#### [ACTION ITEM]
Up to and including the line that contains "gradient samples as", reproduce every line exactly, beginning with the first line below.

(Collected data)
----------------------------------------
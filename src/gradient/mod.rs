//! The gradient data model.
//!
//! A [`Gradient`] is an insertion-ordered list of [`ColorStop`]s plus
//! metadata and seamless settings. Stops are never sorted implicitly: manual
//! and random arrangements are preserved exactly, and every read goes through
//! the linear bracket scan in [`interpolate`].
//!
//! # Usage
//!
//! ```
//! use gradient_forge::{Gradient, Rgb};
//!
//! let mut gradient = Gradient::empty();
//! gradient.add_color_stop(0.0, Rgb::new(255, 0, 0));
//! gradient.add_color_stop(1.0, Rgb::new(0, 0, 255));
//!
//! assert_eq!(gradient.color_at(0.5), Rgb::new(127, 0, 127));
//! ```

mod analysis;
pub mod interpolate;
mod metadata;
mod seamless;
mod state;
mod stop;

#[cfg(test)]
mod tests;

pub use analysis::ColorStats;
pub use interpolate::{EDGE_EPSILON, edge_indices, interpolate};
pub use metadata::{DEFAULT_CATEGORY, DEFAULT_NAME, GradientMetadata};
pub use seamless::{
    BlendPreview, DEFAULT_BLEND_REGION, DEFAULT_INTENSITY_FALLOFF, MAX_BLEND_REGION, SeamlessConfig,
    wrap_view,
};
pub use state::{BACKUP_VERSION, BackupMetadata, GradientBackup, GradientState};
pub use stop::ColorStop;

use crate::color::Rgb;
use crate::log_warn;

/// Upper bound on the number of stops a gradient holds.
pub const MAX_COLOR_STOPS: usize = 64;
/// Stop count of the default grayscale gradient.
pub const DEFAULT_STOPS: usize = 10;

#[derive(Clone, Debug, PartialEq)]
pub struct Gradient {
    stops: Vec<ColorStop>,
    metadata: GradientMetadata,
    seamless: SeamlessConfig,
}

impl Default for Gradient {
    fn default() -> Self {
        Self::new()
    }
}

impl Gradient {
    /// The default gradient: 10 evenly spaced grayscale stops.
    #[must_use]
    pub fn new() -> Self {
        Self {
            stops: default_stops(),
            metadata: GradientMetadata::default(),
            seamless: SeamlessConfig::default(),
        }
    }

    /// A gradient with no stops, default metadata and seamless settings.
    ///
    /// Meant as a starting point for builders; an empty gradient samples as
    /// [`Rgb::FALLBACK`] and fails [`validate_state_integrity`](Self::validate_state_integrity).
    #[must_use]
    pub fn empty() -> Self {
        Self {
            stops: Vec::new(),
            ..Self::new()
        }
    }

    /// Build from `(position, color)` pairs in order. Pairs past
    /// [`MAX_COLOR_STOPS`] are dropped.
    pub fn from_stops<I>(stops: I) -> Self
    where
        I: IntoIterator<Item = (f64, Rgb)>,
    {
        let mut gradient = Self::empty();
        gradient.extend_stops(stops);
        gradient
    }

    // Stops

    /// Stops in insertion order.
    #[must_use]
    pub fn stops(&self) -> &[ColorStop] {
        &self.stops
    }

    /// Stops as `(position, color)` pairs, in insertion order.
    #[must_use]
    pub fn color_stops(&self) -> Vec<(f64, Rgb)> {
        self.stops.iter().map(ColorStop::as_tuple).collect()
    }

    #[must_use]
    pub fn len(&self) -> usize {
        self.stops.len()
    }

    #[must_use]
    pub fn is_empty(&self) -> bool {
        self.stops.is_empty()
    }

    /// Append a stop. Returns `false` without adding when the gradient is full.
    pub fn add_color_stop(&mut self, position: f64, color: Rgb) -> bool {
        if self.stops.len() >= MAX_COLOR_STOPS {
            return false;
        }
        self.stops.push(ColorStop::new(position, color));
        true
    }

    /// Remove the stop at `index`. The last remaining stop is never removed
    /// and out-of-range indices are ignored.
    pub fn remove_color_stop_at_index(&mut self, index: usize) {
        if index < self.stops.len() && self.stops.len() > 1 {
            self.stops.remove(index);
        }
    }

    /// Insert a stop at `index` (clamped to the end). Returns `false` when full.
    pub fn insert_color_stop(&mut self, index: usize, position: f64, color: Rgb) -> bool {
        if self.stops.len() >= MAX_COLOR_STOPS {
            return false;
        }
        let index = index.min(self.stops.len());
        self.stops.insert(index, ColorStop::new(position, color));
        true
    }

    pub fn set_color_at_index(&mut self, index: usize, color: Rgb) {
        if let Some(stop) = self.stops.get_mut(index) {
            stop.set_color(color);
        }
    }

    pub fn set_position_at_index(&mut self, index: usize, position: f64) {
        if let Some(stop) = self.stops.get_mut(index) {
            stop.set_position(position);
        }
    }

    /// Stable sort by position. Never called implicitly.
    pub fn sort_color_stops(&mut self) {
        self.stops
            .sort_by(|a, b| a.position().total_cmp(&b.position()));
    }

    /// Respace positions to `i / (n - 1)` in index order, keeping colors.
    #[allow(clippy::cast_precision_loss, clippy::as_conversions)]
    pub fn distribute_stops_evenly(&mut self) {
        let n = self.stops.len();
        if n <= 1 {
            return;
        }
        let last = (n - 1) as f64;
        for (i, stop) in self.stops.iter_mut().enumerate() {
            stop.set_position(i as f64 / last);
        }
    }

    /// Replace every stop. Stops past [`MAX_COLOR_STOPS`] are dropped.
    pub fn set_color_stops<I>(&mut self, stops: I)
    where
        I: IntoIterator<Item = (f64, Rgb)>,
    {
        self.stops.clear();
        self.extend_stops(stops);
    }

    fn extend_stops<I>(&mut self, stops: I)
    where
        I: IntoIterator<Item = (f64, Rgb)>,
    {
        let mut dropped = 0usize;
        for (position, color) in stops {
            if !self.add_color_stop(position, color) {
                dropped += 1;
            }
        }
        if dropped > 0 {
            log_warn!(
                "Dropped {} color stops beyond the {}-stop limit",
                dropped,
                MAX_COLOR_STOPS
            );
        }
    }

    /// Restore default stops, metadata and seamless settings.
    pub fn reset(&mut self) {
        *self = Self::new();
    }

    /// Whether this gradient still matches [`Gradient::new`] (positions within 0.001).
    #[must_use]
    pub fn is_default(&self) -> bool {
        let expected = default_stops();
        self.stops.len() == expected.len()
            && self.stops.iter().zip(&expected).all(|(stop, want)| {
                (stop.position() - want.position()).abs() <= 0.001 && stop.color() == want.color()
            })
            && self.metadata.is_default()
    }

    // Metadata

    #[must_use]
    pub const fn metadata(&self) -> &GradientMetadata {
        &self.metadata
    }

    pub fn metadata_mut(&mut self) -> &mut GradientMetadata {
        &mut self.metadata
    }

    #[must_use]
    pub fn name(&self) -> &str {
        &self.metadata.name
    }

    pub fn set_name(&mut self, name: impl Into<String>) {
        self.metadata.name = name.into();
    }

    // Seamless

    #[must_use]
    pub const fn seamless(&self) -> &SeamlessConfig {
        &self.seamless
    }

    pub fn seamless_mut(&mut self) -> &mut SeamlessConfig {
        &mut self.seamless
    }

    /// Permanently copy the minimum-position stop's color onto the
    /// maximum-position stop. No-op (returns `false`) when seamless is
    /// disabled or there are fewer than two stops. Idempotent.
    pub fn apply_seamless_permanently(&mut self) -> bool {
        if !self.seamless.enabled() || self.stops.len() < 2 {
            return false;
        }
        self.stops = wrap_view(&self.stops);
        true
    }

    // Sampling

    /// The color at `position` (clamped to `[0, 1]`), including the basic
    /// seamless substitution when enabled.
    #[must_use]
    pub fn color_at(&self, position: f64) -> Rgb {
        if self.seamless.enabled() && self.stops.len() >= 2 {
            interpolate(&wrap_view(&self.stops), position)
        } else {
            interpolate(&self.stops, position)
        }
    }

    /// The color at `position` ignoring all seamless settings.
    #[must_use]
    pub fn base_color_at(&self, position: f64) -> Rgb {
        interpolate(&self.stops, position)
    }

    /// Preview color: progressive edge blending when enabled, otherwise the
    /// same as [`color_at`](Self::color_at).
    #[must_use]
    pub fn color_at_for_preview(&self, position: f64) -> Rgb {
        if self.seamless.enabled() && self.seamless.progressive() {
            let base = self.base_color_at(position);
            self.seamless.adjust_color(position, base, &self.stops)
        } else {
            self.color_at(position)
        }
    }

    /// Stops as a preview renders them: the seamless view for basic seamless,
    /// raw stops otherwise.
    #[must_use]
    pub fn color_stops_for_preview(&self) -> Vec<(f64, Rgb)> {
        if self.seamless.enabled() && !self.seamless.progressive() {
            wrap_view(&self.stops)
                .iter()
                .map(ColorStop::as_tuple)
                .collect()
        } else {
            self.color_stops()
        }
    }

    /// `count` evenly spaced samples of [`color_at`](Self::color_at).
    #[must_use]
    pub fn sample_colors(&self, count: usize) -> Vec<Rgb> {
        sample_positions(count).map(|p| self.color_at(p)).collect()
    }

    /// `count` evenly spaced samples of [`color_at_for_preview`](Self::color_at_for_preview).
    #[must_use]
    pub fn sample_colors_for_preview(&self, count: usize) -> Vec<Rgb> {
        sample_positions(count)
            .map(|p| self.color_at_for_preview(p))
            .collect()
    }

    /// Check the stored state. Returns `(valid, issues)`.
    #[must_use]
    pub fn validate_state_integrity(&self) -> (bool, Vec<String>) {
        let mut issues = Vec::new();

        if self.stops.is_empty() {
            issues.push("No color stops".to_string());
        } else if self.stops.len() > MAX_COLOR_STOPS {
            issues.push(format!("Too many stops ({})", self.stops.len()));
        }

        for (i, stop) in self.stops.iter().enumerate() {
            if !(0.0..=1.0).contains(&stop.position()) {
                issues.push(format!("Stop {i} invalid position: {}", stop.position()));
            }
        }

        let region = self.seamless.blend_region();
        if !(0.0..=MAX_BLEND_REGION).contains(&region) {
            issues.push(format!("Invalid blend region: {region}"));
        }

        (issues.is_empty(), issues)
    }
}

/// Evenly spaced positions `i / (count - 1)`; a single sample sits at 0.
#[allow(clippy::cast_precision_loss, clippy::as_conversions)]
pub(crate) fn sample_positions(count: usize) -> impl Iterator<Item = f64> {
    let denom = count.saturating_sub(1).max(1) as f64;
    (0..count).map(move |i| i as f64 / denom)
}

fn default_stops() -> Vec<ColorStop> {
    sample_positions(DEFAULT_STOPS)
        .map(|position| {
            let value = crate::color::truncate_channel(255.0 * position);
            ColorStop::new(position, Rgb::new(value, value, value))
        })
        .collect()
}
----------------------------------------
#### [REPLY]
filename src/gradient/mod.rs
//! The gradient data model.
//!
//! A [`Gradient`] is an insertion-ordered list of [`ColorStop`]s plus
//! metadata and seamless settings. Stops are never sorted implicitly: manual
//! and random arrangements are preserved exactly, and every read goes through
//! the linear bracket scan in [`interpolate`].
//!
//! # Usage
//!
//! ```
//! use gradient_forge::{Gradient, Rgb};
//!
//! let mut gradient = Gradient::empty();
//! gradient.add_color_stop(0.0, Rgb::new(255, 0, 0));
//! gradient.add_color_stop(1.0, Rgb::new(0, 0, 255));
//!
//! assert_eq!(gradient.color_at(0.5), Rgb::new(127, 0, 127));
//! ```

mod analysis;
pub mod interpolate;
mod metadata;
mod seamless;
mod state;
mod stop;

#[cfg(test)]
mod tests;

pub use analysis::ColorStats;
pub use interpolate::{EDGE_EPSILON, edge_indices, interpolate};
pub use metadata::{DEFAULT_CATEGORY, DEFAULT_NAME, GradientMetadata};
pub use seamless::{
    BlendPreview, DEFAULT_BLEND_REGION, DEFAULT_INTENSITY_FALLOFF, MAX_BLEND_REGION, SeamlessConfig,
    wrap_view,
};
pub use state::{BACKUP_VERSION, BackupMetadata, GradientBackup, GradientState};
pub use stop::ColorStop;

use crate::color::Rgb;
use crate::log_warn;

/// Upper bound on the number of stops a gradient holds.
pub const MAX_COLOR_STOPS: usize = 64;
/// Stop count of the default grayscale gradient.
pub const DEFAULT_STOPS: usize = 10;

#[derive(Clone, Debug, PartialEq)]
pub struct Gradient {
    stops: Vec<ColorStop>,
    metadata: GradientMetadata,
    seamless: SeamlessConfig,
}

impl Default for Gradient {
    fn default() -> Self {
        Self::new()
    }
}

impl Gradient {
    /// The default gradient: 10 evenly spaced grayscale stops.
    #[must_use]
    pub fn new() -> Self {
        Self {
            stops: default_stops(),
            metadata: GradientMetadata::default(),
            seamless: SeamlessConfig::default(),
        }
    }

    /// A gradient with no stops, default metadata and seamless settings.
    ///
    /// Meant as a starting point for builders; an empty gradient samples as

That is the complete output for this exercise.